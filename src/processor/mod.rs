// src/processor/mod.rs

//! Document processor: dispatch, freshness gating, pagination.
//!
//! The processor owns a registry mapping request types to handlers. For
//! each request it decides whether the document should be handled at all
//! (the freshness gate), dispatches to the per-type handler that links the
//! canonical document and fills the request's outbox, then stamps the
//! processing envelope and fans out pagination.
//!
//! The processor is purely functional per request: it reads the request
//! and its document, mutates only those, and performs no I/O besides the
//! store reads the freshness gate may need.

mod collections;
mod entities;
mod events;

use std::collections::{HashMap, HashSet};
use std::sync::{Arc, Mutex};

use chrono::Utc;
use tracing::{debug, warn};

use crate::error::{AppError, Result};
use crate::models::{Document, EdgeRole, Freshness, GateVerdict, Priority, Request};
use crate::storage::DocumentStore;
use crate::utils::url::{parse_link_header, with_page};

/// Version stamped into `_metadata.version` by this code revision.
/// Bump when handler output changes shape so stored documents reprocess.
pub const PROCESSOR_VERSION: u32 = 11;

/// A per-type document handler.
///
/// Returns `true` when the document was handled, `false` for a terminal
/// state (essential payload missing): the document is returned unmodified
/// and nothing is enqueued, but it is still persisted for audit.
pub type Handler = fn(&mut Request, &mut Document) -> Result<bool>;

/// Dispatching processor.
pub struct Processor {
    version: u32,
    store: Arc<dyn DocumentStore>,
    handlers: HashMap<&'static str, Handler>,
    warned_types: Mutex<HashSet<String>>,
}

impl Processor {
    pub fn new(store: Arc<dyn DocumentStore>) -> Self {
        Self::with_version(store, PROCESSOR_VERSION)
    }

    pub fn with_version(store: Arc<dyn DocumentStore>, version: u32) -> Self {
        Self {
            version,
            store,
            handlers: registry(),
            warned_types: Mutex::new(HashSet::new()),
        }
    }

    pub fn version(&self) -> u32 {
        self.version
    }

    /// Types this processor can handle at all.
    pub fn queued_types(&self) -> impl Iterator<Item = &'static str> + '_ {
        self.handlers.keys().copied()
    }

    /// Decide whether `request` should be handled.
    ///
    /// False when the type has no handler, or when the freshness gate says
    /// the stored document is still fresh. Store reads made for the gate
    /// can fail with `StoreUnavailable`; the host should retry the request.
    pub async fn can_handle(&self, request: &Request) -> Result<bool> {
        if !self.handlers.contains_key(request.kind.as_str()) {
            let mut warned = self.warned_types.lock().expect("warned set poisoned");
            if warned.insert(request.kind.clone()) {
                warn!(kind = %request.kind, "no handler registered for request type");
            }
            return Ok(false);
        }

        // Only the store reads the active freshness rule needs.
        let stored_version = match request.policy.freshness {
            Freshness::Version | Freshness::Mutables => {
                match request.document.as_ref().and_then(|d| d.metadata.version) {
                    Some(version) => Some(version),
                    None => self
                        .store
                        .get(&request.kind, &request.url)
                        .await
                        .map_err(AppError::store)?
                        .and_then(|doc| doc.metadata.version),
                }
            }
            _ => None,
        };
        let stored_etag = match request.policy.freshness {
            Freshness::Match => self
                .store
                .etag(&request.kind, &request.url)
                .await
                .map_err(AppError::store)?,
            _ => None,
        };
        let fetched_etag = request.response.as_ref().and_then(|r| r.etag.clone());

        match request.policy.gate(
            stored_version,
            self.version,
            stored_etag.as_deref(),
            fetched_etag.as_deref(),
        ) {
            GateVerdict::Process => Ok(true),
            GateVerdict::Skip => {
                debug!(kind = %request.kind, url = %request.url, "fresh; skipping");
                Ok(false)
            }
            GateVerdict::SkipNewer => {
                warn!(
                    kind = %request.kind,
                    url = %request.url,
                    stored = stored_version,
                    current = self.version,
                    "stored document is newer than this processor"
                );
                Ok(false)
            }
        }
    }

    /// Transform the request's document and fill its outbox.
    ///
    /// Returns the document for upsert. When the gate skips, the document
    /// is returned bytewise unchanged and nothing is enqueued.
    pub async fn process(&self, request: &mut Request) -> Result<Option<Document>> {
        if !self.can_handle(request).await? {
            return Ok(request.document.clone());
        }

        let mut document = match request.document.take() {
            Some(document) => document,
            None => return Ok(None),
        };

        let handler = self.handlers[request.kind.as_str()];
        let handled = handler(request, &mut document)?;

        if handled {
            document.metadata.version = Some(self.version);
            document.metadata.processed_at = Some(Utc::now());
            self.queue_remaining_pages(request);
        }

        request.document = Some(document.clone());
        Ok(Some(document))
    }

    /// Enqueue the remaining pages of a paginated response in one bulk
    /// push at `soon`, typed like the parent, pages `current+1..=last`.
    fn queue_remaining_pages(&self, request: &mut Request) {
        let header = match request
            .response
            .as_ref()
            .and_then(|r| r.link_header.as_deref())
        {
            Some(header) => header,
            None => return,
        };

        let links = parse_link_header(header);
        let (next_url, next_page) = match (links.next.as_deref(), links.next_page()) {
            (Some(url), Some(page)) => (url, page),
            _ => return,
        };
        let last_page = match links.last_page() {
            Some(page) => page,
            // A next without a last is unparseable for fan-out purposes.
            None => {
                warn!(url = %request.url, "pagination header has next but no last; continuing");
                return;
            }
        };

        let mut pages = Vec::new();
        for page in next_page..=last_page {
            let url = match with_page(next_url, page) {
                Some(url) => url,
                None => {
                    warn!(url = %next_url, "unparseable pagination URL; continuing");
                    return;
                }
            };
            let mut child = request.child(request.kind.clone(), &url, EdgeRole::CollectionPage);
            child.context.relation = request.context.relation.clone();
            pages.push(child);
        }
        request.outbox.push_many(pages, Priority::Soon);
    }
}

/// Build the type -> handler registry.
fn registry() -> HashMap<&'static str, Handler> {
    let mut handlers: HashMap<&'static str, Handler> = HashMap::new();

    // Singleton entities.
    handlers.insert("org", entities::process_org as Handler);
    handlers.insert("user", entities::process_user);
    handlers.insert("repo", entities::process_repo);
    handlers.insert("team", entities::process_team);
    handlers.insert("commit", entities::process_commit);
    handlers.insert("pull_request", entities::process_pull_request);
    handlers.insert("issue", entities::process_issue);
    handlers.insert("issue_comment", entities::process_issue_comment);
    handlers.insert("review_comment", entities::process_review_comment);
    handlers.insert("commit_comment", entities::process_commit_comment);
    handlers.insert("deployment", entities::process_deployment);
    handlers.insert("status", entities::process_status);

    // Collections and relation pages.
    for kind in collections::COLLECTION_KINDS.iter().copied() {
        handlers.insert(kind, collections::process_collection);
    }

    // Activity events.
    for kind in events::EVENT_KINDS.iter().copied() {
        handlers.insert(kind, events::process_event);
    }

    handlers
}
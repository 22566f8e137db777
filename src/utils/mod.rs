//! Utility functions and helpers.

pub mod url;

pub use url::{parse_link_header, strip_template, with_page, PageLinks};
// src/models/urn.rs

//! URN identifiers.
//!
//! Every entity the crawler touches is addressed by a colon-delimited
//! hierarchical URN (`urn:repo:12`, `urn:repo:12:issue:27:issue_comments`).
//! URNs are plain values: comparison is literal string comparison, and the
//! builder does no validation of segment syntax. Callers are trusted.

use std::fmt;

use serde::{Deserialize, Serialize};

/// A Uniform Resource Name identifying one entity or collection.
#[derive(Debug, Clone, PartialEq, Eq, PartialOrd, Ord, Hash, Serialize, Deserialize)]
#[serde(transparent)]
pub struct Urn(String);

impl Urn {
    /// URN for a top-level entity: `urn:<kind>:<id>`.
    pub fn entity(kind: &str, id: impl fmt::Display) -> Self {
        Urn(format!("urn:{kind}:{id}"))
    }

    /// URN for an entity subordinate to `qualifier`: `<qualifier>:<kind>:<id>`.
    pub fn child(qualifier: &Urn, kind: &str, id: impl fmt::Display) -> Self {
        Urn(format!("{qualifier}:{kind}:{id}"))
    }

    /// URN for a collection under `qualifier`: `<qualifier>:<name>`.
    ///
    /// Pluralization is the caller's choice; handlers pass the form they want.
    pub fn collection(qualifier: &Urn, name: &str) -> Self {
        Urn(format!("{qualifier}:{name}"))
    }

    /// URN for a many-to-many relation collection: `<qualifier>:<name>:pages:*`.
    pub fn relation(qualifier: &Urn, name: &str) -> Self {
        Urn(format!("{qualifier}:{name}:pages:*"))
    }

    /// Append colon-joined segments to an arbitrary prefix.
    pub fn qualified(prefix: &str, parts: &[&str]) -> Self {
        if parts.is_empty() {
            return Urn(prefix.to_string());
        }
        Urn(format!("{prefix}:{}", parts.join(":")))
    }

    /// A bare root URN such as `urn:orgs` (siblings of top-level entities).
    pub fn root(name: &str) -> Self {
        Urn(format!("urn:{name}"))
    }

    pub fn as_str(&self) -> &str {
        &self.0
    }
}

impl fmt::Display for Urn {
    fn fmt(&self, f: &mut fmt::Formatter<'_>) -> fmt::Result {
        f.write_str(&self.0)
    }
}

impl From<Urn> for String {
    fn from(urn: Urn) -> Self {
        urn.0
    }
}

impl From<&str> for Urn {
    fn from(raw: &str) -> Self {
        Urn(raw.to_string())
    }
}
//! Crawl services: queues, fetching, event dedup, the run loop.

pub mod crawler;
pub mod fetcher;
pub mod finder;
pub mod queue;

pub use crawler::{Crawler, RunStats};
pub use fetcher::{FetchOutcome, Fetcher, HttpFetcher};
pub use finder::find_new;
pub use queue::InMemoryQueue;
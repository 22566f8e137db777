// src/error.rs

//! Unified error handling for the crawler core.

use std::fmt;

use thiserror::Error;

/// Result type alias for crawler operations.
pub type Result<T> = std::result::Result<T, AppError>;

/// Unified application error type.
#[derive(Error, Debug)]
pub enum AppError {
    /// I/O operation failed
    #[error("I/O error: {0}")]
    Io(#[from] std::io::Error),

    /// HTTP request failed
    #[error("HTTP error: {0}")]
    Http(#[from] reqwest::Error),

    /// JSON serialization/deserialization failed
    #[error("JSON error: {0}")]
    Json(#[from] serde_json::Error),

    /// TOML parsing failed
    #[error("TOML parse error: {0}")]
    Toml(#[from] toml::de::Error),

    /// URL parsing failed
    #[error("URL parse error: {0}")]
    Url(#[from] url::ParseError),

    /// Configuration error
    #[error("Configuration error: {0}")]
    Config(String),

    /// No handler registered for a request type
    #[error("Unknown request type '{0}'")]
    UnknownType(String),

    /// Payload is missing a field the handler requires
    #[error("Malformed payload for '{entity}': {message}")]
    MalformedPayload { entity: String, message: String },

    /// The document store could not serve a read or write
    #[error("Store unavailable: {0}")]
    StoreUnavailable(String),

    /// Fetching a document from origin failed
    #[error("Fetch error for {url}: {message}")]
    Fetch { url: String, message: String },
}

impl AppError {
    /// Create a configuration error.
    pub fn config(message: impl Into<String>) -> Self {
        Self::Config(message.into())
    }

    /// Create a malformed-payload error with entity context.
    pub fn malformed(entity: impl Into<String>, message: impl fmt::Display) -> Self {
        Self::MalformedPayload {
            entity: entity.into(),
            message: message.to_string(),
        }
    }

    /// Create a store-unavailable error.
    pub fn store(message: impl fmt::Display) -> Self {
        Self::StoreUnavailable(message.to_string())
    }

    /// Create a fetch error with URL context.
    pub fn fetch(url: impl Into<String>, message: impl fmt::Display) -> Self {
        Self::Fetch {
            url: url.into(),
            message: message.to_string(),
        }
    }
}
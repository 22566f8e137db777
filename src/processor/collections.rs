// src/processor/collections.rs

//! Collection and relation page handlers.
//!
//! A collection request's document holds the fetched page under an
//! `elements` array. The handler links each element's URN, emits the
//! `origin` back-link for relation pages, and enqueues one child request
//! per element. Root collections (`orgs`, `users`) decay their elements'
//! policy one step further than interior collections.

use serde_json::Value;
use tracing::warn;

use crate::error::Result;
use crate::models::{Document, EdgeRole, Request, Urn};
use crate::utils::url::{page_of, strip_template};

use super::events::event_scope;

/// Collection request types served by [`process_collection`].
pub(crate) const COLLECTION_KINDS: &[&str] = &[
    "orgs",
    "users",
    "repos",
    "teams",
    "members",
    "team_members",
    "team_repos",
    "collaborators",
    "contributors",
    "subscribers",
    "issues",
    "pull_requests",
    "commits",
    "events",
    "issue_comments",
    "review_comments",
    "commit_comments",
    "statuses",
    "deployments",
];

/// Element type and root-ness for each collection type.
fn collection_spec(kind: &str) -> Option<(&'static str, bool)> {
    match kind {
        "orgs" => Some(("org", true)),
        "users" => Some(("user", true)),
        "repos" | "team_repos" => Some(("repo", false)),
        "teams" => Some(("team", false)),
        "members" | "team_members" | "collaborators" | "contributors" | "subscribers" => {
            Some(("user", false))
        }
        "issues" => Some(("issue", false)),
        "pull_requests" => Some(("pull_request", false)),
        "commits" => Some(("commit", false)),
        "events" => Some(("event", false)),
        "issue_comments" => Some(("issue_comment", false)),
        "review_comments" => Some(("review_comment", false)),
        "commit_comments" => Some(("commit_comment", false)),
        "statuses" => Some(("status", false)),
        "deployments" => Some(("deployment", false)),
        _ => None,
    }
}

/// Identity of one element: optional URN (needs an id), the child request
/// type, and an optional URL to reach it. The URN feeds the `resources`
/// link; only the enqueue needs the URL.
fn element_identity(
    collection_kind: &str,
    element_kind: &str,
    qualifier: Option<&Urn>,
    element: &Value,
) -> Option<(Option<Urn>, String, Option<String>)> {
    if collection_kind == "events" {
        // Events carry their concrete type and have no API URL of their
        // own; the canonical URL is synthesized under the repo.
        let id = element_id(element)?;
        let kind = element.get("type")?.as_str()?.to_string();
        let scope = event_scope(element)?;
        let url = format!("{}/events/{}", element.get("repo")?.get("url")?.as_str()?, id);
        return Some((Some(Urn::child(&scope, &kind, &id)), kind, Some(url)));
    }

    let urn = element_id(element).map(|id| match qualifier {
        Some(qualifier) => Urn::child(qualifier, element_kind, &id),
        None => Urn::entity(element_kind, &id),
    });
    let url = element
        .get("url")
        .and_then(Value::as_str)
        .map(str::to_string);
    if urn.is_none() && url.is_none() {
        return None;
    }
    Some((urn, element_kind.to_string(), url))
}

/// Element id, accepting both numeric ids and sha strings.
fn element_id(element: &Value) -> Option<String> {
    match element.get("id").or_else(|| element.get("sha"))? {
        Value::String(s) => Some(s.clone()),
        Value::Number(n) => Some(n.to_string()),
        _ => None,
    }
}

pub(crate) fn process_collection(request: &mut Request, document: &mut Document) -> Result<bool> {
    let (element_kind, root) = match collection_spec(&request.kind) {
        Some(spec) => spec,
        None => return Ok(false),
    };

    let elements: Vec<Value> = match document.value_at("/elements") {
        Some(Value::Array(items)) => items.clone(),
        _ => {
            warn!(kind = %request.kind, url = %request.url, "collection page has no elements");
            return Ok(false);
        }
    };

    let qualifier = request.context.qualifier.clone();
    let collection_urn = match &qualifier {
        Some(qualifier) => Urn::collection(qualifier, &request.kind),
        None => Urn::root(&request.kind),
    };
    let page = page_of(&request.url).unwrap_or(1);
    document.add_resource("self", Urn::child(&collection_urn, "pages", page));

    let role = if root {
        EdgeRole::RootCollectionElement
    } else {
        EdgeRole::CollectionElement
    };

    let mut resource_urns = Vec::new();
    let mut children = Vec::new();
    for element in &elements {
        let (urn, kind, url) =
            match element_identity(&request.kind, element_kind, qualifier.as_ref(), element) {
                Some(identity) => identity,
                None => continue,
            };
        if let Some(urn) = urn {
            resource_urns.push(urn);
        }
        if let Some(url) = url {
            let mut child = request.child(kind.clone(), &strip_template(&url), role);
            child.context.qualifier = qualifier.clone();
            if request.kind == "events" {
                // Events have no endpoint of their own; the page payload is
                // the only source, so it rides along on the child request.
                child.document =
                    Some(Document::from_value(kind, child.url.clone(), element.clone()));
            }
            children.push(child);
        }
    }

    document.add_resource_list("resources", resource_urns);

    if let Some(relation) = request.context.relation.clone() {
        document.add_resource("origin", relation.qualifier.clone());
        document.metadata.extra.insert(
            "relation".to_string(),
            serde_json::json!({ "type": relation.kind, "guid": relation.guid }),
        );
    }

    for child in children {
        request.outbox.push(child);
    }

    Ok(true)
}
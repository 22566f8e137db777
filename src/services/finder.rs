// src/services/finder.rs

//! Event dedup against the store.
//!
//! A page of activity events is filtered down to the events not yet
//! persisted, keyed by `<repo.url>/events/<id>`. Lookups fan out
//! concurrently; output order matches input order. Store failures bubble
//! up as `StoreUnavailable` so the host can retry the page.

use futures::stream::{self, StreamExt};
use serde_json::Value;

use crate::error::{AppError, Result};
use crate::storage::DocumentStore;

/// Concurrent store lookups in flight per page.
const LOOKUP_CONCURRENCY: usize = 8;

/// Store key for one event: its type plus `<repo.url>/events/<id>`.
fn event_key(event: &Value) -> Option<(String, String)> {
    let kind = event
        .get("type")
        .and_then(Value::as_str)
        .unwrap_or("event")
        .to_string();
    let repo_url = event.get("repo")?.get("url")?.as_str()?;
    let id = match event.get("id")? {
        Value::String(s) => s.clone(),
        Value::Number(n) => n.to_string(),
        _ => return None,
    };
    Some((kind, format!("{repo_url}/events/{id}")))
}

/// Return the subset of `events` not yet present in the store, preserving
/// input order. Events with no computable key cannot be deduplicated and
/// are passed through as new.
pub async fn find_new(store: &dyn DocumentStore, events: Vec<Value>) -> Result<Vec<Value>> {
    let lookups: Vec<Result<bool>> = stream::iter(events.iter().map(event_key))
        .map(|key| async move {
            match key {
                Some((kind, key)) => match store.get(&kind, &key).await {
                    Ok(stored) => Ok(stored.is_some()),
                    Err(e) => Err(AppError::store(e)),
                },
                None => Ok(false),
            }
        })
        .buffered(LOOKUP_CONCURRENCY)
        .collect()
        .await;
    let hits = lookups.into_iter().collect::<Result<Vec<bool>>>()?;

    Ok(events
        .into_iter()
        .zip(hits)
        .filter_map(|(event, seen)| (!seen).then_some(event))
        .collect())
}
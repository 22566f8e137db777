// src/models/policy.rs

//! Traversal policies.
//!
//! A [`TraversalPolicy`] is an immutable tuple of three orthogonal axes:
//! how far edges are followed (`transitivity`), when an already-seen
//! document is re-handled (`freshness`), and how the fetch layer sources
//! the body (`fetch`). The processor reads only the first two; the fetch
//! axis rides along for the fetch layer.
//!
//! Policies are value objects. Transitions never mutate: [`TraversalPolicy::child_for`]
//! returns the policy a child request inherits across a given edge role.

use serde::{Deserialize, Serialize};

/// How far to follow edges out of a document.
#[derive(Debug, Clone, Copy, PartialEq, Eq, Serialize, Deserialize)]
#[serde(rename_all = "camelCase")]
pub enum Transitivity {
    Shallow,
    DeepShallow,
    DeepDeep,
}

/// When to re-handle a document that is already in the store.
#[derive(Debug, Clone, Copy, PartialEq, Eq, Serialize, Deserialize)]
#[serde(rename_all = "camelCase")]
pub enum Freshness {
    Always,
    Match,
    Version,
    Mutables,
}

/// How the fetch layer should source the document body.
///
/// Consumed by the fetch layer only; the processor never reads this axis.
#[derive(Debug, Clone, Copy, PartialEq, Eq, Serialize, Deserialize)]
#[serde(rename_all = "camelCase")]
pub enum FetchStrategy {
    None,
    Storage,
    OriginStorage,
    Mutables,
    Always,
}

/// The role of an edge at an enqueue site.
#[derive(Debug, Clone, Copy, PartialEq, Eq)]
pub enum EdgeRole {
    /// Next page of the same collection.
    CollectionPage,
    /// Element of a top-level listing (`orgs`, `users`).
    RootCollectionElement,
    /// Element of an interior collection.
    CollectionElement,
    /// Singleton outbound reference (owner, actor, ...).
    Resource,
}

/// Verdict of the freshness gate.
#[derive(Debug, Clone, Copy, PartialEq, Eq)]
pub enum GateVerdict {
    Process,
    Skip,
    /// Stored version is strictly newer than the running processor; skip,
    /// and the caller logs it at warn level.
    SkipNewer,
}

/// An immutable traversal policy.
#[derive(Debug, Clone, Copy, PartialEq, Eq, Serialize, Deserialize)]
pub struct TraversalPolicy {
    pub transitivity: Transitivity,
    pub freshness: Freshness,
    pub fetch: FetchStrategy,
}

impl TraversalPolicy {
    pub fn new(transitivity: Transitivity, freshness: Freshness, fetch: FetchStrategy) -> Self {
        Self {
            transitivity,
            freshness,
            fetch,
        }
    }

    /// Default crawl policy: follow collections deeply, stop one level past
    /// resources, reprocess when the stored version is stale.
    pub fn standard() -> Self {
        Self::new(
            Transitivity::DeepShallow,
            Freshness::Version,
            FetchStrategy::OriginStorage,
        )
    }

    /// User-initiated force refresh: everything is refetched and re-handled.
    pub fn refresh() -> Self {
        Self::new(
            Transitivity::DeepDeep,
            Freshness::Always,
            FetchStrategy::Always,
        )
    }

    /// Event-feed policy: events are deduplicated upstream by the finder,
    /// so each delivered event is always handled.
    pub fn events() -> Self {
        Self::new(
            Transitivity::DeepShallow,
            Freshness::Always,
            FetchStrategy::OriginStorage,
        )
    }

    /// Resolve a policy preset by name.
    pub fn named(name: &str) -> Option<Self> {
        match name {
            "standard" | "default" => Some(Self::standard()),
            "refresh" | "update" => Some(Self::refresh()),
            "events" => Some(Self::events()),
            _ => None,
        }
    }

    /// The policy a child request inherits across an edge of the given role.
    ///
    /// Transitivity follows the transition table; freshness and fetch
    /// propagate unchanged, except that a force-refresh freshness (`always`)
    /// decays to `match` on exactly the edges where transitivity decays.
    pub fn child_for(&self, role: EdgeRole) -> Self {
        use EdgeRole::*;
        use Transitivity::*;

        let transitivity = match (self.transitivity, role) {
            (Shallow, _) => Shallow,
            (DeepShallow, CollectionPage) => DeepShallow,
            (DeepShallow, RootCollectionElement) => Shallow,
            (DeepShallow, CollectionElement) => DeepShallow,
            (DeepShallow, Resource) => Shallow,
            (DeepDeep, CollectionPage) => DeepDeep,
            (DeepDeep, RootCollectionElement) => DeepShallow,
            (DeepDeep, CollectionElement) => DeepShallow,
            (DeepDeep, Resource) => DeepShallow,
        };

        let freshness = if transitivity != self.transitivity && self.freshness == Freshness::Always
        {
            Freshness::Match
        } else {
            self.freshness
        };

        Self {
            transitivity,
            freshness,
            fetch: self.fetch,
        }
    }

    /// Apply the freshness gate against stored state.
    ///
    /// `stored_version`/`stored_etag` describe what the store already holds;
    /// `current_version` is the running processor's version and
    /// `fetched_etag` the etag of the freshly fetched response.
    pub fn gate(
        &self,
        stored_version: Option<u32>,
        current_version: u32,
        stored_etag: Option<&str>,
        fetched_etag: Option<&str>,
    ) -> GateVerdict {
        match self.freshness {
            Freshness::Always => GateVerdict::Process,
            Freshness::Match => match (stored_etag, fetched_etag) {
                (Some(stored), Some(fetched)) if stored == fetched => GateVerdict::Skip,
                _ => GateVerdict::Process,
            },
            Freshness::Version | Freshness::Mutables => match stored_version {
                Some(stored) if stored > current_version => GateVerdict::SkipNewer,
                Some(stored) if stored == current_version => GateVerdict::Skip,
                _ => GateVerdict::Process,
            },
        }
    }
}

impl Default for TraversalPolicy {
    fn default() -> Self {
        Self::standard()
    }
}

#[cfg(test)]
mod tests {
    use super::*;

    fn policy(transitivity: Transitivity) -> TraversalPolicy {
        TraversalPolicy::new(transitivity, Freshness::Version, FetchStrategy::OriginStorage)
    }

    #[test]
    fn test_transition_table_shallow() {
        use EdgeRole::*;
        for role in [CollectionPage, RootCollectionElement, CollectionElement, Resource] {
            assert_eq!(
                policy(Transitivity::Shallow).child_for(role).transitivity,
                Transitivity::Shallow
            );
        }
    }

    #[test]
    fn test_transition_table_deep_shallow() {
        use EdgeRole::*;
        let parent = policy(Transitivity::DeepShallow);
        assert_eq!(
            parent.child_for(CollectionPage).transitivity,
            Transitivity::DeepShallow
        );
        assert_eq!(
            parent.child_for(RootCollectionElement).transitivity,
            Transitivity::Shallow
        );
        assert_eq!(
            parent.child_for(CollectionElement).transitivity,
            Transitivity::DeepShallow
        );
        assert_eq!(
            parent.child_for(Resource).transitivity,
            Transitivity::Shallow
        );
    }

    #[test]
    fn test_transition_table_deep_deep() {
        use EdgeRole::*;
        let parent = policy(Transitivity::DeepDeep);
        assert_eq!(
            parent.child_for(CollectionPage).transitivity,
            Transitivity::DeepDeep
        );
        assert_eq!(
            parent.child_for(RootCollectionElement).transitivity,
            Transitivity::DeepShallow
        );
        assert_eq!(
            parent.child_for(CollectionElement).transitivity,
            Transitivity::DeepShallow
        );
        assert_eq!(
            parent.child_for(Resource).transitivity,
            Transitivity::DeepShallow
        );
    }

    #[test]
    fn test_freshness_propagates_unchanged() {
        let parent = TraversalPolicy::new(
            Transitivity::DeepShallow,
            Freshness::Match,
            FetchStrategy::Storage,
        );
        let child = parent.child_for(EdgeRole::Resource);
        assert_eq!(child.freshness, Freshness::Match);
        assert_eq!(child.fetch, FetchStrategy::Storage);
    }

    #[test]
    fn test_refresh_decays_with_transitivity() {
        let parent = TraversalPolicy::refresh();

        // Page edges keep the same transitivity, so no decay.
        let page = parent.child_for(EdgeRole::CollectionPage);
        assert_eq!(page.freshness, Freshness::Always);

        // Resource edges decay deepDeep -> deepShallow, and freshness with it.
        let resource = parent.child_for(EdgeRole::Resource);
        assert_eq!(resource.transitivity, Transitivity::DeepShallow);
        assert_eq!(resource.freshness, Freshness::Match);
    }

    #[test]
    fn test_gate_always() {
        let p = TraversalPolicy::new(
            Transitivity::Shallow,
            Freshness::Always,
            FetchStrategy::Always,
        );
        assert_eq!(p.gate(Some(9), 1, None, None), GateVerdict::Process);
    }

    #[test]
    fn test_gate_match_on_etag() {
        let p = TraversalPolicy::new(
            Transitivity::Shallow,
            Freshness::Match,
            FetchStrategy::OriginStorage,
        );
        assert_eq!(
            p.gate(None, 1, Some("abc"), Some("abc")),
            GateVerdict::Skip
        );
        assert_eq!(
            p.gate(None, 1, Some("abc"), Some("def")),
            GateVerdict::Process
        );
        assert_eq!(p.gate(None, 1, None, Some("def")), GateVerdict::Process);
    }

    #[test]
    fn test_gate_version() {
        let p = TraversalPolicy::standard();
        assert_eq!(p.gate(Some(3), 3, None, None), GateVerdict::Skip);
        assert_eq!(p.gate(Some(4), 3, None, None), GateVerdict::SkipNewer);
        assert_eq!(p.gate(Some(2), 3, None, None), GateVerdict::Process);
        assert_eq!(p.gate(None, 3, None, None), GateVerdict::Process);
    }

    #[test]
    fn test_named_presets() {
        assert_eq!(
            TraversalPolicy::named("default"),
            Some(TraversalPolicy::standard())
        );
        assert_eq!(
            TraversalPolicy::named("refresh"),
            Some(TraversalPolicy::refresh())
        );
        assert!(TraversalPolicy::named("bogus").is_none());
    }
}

──────────────────────────────

Please find the lines in the data that contain the word "enum" and copy them.

pub enum AppError {
pub enum Transitivity {
pub enum Freshness {
pub enum FetchStrategy {
pub enum EdgeRole {
pub enum GateVerdict {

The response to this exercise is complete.